Last year, the Care Center received $1.2 million from the county.
Instead of the $915,809 the Care Center had considered its local minimum funding, the commissioners on Wednesday approved $577,092 as the minimum "nondiscretionary" amount the county must kick in to the nonprofit.
"The cut of that magnitude is unprecedented," Rice said, adding that he has 40 years of experience in Monroe County government.
Murphy responded with a reference to the line-item change: "If this is the case, David, why didn't you just leave it alone to begin with?"
Rice smiled. "In hindsight, maybe I agree with you, Sylvia, but I'll never go there with you."
Rice said Friday that the change from HSAB competition to a line-item for the Care Center came after County Attorney Bob Shillinger learned of a state attorney general's opinion that gave government the job of funding local addiction treatment and mental health care.
"This is a weaning process," County Administrator Roman Gastesi said Wednesday. "A one-year weaning process."
Rice disagreed, displeased by the cuts for the Care Center. Last year's decrease in county funding led to a popular treatment program, Keys to Recovery, shuttering in Monroe and moving up to Miami-Dade, where some beds are reserved for Keys locals.
"Last year, the program was cut $69,000," said Rice. "This year, it's cut $140,000. Something's got to go when you get a cut this big. This is a not-for-profit that doesn't sit around with hunks of money that aren't assigned."
One commissioner questioned whether the Care Center does more than rely on the county for its funding.
"The Guidance Clinic has a business plan entirely funded by government money," Carruthers said during the two-hour discussion. "Most other entities understand that government funding continues to diminish and have worked to find other ways to finance their programs.

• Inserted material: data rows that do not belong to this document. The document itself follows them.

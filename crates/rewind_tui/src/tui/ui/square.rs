//! One board cell.

use super::theme::Theme;
use crate::tui::hit::HitMap;
use ratatui::{
    Frame,
    layout::{Alignment, Rect},
    style::{Color, Modifier},
    text::{Line, Span},
    widgets::Paragraph,
};
use rewind_tictactoe::{Command, Square};

/// Inputs for drawing a square.
#[derive(Debug, Clone, Copy)]
pub struct SquareProps {
    /// Cell content.
    pub square: Square,
    /// Part of the winning line.
    pub winning: bool,
    /// Under the keyboard cursor.
    pub highlighted: bool,
    /// Emitted when the square is clicked.
    pub on_click: Command,
}

/// Draws a square and registers its click region.
pub fn render_square(
    frame: &mut Frame,
    hits: &mut HitMap,
    area: Rect,
    props: SquareProps,
    theme: &Theme,
) {
    let mut style = theme.square_style(props.square);
    if props.winning {
        style = style.bg(Color::Green).fg(Color::Black);
    }
    if props.highlighted {
        style = style.add_modifier(Modifier::REVERSED);
    }

    let mark = props.square.mark().unwrap_or(" ");
    let pad = area.height.saturating_sub(1) / 2;
    let mut lines: Vec<Line> = (0..pad).map(|_| Line::from("")).collect();
    lines.push(Line::from(Span::styled(format!(" {mark} "), style)));

    let paragraph = Paragraph::new(lines).alignment(Alignment::Center);
    frame.render_widget(paragraph, area);
    hits.register(area, props.on_click);
}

It makes perfect sense, if you believe in your work, to do all you can besides rely on a single source for your funding."
A.B. Maloy, the nonprofit's area director who resigned this month after 1¬½ years at the helm, replied, "We have 18 different funding sources. We are restricted in some ways."

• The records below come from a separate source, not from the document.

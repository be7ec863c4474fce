//! Stateless UI rendering.
//!
//! Drawing is a pure function of the [`GameView`] plus the cursor state; it
//! returns the click regions for the frame it drew.

mod board;
mod history;
mod square;
mod theme;

use super::hit::HitMap;
use ratatui::{
    Frame,
    layout::{Alignment, Constraint, Direction, Layout},
    style::{Color, Modifier, Style},
    widgets::{Block, Borders, Paragraph},
};
use rewind_tictactoe::{GameView, Position};

pub use board::{BOARD_HEIGHT, BOARD_WIDTH, center_rect, render_board};
pub use history::{render_game_info, visible_window};
pub use square::{SquareProps, render_square};
pub use theme::Theme;

/// Width of the game-info pane, borders included.
pub const INFO_WIDTH: u16 = 36;

const HELP: &str = "Click or 1-9 / arrows+Enter: move | Tab: history | [ ]: step | s: sort | q: quit";

/// Draws the whole game and returns this frame's click regions.
///
/// `cursor` is set while the board has focus, `selected` while the move
/// list has focus.
pub fn draw(
    frame: &mut Frame,
    view: &GameView,
    cursor: Option<Position>,
    selected: Option<usize>,
    theme: &Theme,
) -> HitMap {
    let mut hits = HitMap::new();

    let chunks = Layout::default()
        .direction(Direction::Vertical)
        .constraints([
            Constraint::Length(3), // Title
            Constraint::Min(0),    // Board + game info
            Constraint::Length(3), // Help
        ])
        .split(frame.area());

    let title = Paragraph::new("Rewind - Tic Tac Toe")
        .style(Style::default().fg(Color::Cyan).add_modifier(Modifier::BOLD))
        .alignment(Alignment::Center)
        .block(Block::default().borders(Borders::ALL));
    frame.render_widget(title, chunks[0]);

    let body = Layout::default()
        .direction(Direction::Horizontal)
        .constraints([Constraint::Min(BOARD_WIDTH + 2), Constraint::Length(INFO_WIDTH)])
        .split(chunks[1]);

    let board_block = Block::default()
        .borders(Borders::ALL)
        .title("Board")
        .border_style(focus_style(cursor.is_some()));
    let board_inner = board_block.inner(body[0]);
    frame.render_widget(board_block, body[0]);
    render_board(frame, &mut hits, board_inner, view, cursor, theme);

    let info_block = Block::default()
        .borders(Borders::ALL)
        .title("Game")
        .border_style(focus_style(selected.is_some()));
    let info_inner = info_block.inner(body[1]);
    frame.render_widget(info_block, body[1]);
    render_game_info(frame, &mut hits, info_inner, view, selected, theme);

    let help = Paragraph::new(HELP)
        .style(Style::default().fg(Color::DarkGray))
        .alignment(Alignment::Center)
        .block(Block::default().borders(Borders::ALL));
    frame.render_widget(help, chunks[2]);

    hits
}

fn focus_style(focused: bool) -> Style {
    if focused {
        Style::default().fg(Color::Yellow)
    } else {
        Style::default().fg(Color::DarkGray)
    }
}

The agency can't just rejigger its budget, Maloy said, since the many contracts leave little discretion to reallocate money.
Just the facts, ma'am
"I'm not here to talk about theory, I'm here to talk about facts," Maloy told the commission. "We are now looking at a loss of 11 full-time positions in direct services to adults and children: 1,428 current clients will no longer receive services."

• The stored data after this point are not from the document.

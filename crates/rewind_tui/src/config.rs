//! Startup configuration loaded from TOML.

use derive_getters::Getters;
use derive_more::{Display, Error};
use derive_setters::Setters;
use rewind_tictactoe::SortOrder;
use serde::{Deserialize, Serialize};
use std::path::{Path, PathBuf};
use tracing::{debug, info, instrument};

/// Default location of the configuration file.
pub const DEFAULT_CONFIG_PATH: &str = "rewind.toml";

/// Settings read once at startup. Nothing is written back.
#[derive(Debug, Clone, PartialEq, Eq, Getters, Setters, Serialize, Deserialize)]
#[setters(prefix = "with_")]
pub struct RewindConfig {
    /// File the terminal UI writes its log to.
    #[serde(default = "default_log_file")]
    log_file: PathBuf,

    /// Filter used when `RUST_LOG` is not set.
    #[serde(default = "default_log_filter")]
    log_filter: String,

    /// Order of the move list when the game opens.
    #[serde(default)]
    initial_sort: SortOrder,

    /// Capture mouse clicks.
    #[serde(default = "default_mouse")]
    mouse: bool,

    /// Colour of X marks (ratatui colour name or `#rrggbb`).
    #[serde(default = "default_x_color")]
    x_color: String,

    /// Colour of O marks.
    #[serde(default = "default_o_color")]
    o_color: String,
}

fn default_log_file() -> PathBuf {
    PathBuf::from("rewind_tictactoe.log")
}

fn default_log_filter() -> String {
    "info".to_string()
}

fn default_mouse() -> bool {
    true
}

fn default_x_color() -> String {
    "blue".to_string()
}

fn default_o_color() -> String {
    "red".to_string()
}

impl Default for RewindConfig {
    fn default() -> Self {
        Self {
            log_file: default_log_file(),
            log_filter: default_log_filter(),
            initial_sort: SortOrder::default(),
            mouse: default_mouse(),
            x_color: default_x_color(),
            o_color: default_o_color(),
        }
    }
}

impl RewindConfig {
    /// Loads configuration from TOML file.
    #[instrument(skip(path), fields(path = %path.as_ref().display()))]
    pub fn from_file(path: impl AsRef<Path>) -> Result<Self, ConfigError> {
        debug!("Loading config from file");
        let content = std::fs::read_to_string(path.as_ref()).map_err(|e| {
            ConfigError::new(format!("Failed to read config file: {}", e))
        })?;

        let config: Self = toml::from_str(&content)
            .map_err(|e| ConfigError::new(format!("Failed to parse config: {}", e)))?;

        info!(initial_sort = ?config.initial_sort, "Config loaded successfully");
        Ok(config)
    }

    /// Loads `path` if it exists, otherwise returns the defaults.
    #[instrument(skip(path), fields(path = %path.as_ref().display()))]
    pub fn load(path: impl AsRef<Path>) -> Result<Self, ConfigError> {
        if path.as_ref().exists() {
            Self::from_file(path)
        } else {
            info!("Config file not found, using defaults");
            Ok(Self::default())
        }
    }
}

/// Configuration error.
#[derive(Debug, Clone, Display, Error)]
#[display("Config error: {} at {}:{}", message, file, line)]
pub struct ConfigError {
    /// Error message.
    pub message: String,
    /// Line number where error occurred.
    pub line: u32,
    /// Source file where error occurred.
    pub file: &'static str,
}

impl ConfigError {
    /// Creates a new configuration error.
    #[track_caller]
    pub fn new(message: impl Into<String>) -> Self {
        let loc = std::panic::Location::caller();
        Self {
            message: message.into(),
            line: loc.line(),
            file: loc.file(),
        }
    }
}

Maloy and her boss -- until she left the nonprofit on Thursday -- Frank Rabbito stuck to the numbers during the Wednesday meeting and didn't respond to suggestions that the agency was overly reliant on the county, or the criticism in Murphy's final take on the issue.
"I do wish that when people speak they would be a little more grateful to the taxpayers in this county that provide this money," Murphy said. "I'm OK with the $577,792."
But Rice on Friday said Carruthers' fundraising push is illogical for an agency like the Care Center, whose clientele represents the most vulnerable and at times forgotten population in any community.
"What trips your heartstrings and makes you donate money?" Rice asked. "Children, homeless mothers with children. You don't do fundraising for a $7 million program that has no advocacy."
Advocates for the jailhouse treatment program include Monroe County's outgoing sheriff, who spoke in favor of additional county funding for the Care Center.
"The Guidance/Care Center is a hidden gem that provides services that in these times are absolutely essential," Sheriff Bob Peryam told commissioners Wednesday, saying that the jail couldn't afford to lose the drug treatment program.
Prescription and synthetic drugs -- such as the euphemistic "bath salts" being sold as incense that people smoke, snort or shoot up -- are wreaking havoc in the Keys, said the sheriff.
Peryam mentioned the recent face-eating incident in Miami that police there suspect was spurred on by the attacker's use of bath salts.
"This will be absolutely devastating to us," Peryam said of losing the jail treatment program. "It's pay me now or pay me later. We have to have some program within our correctional facility that offers inmates an opportunity to go from an inmate to a workmate."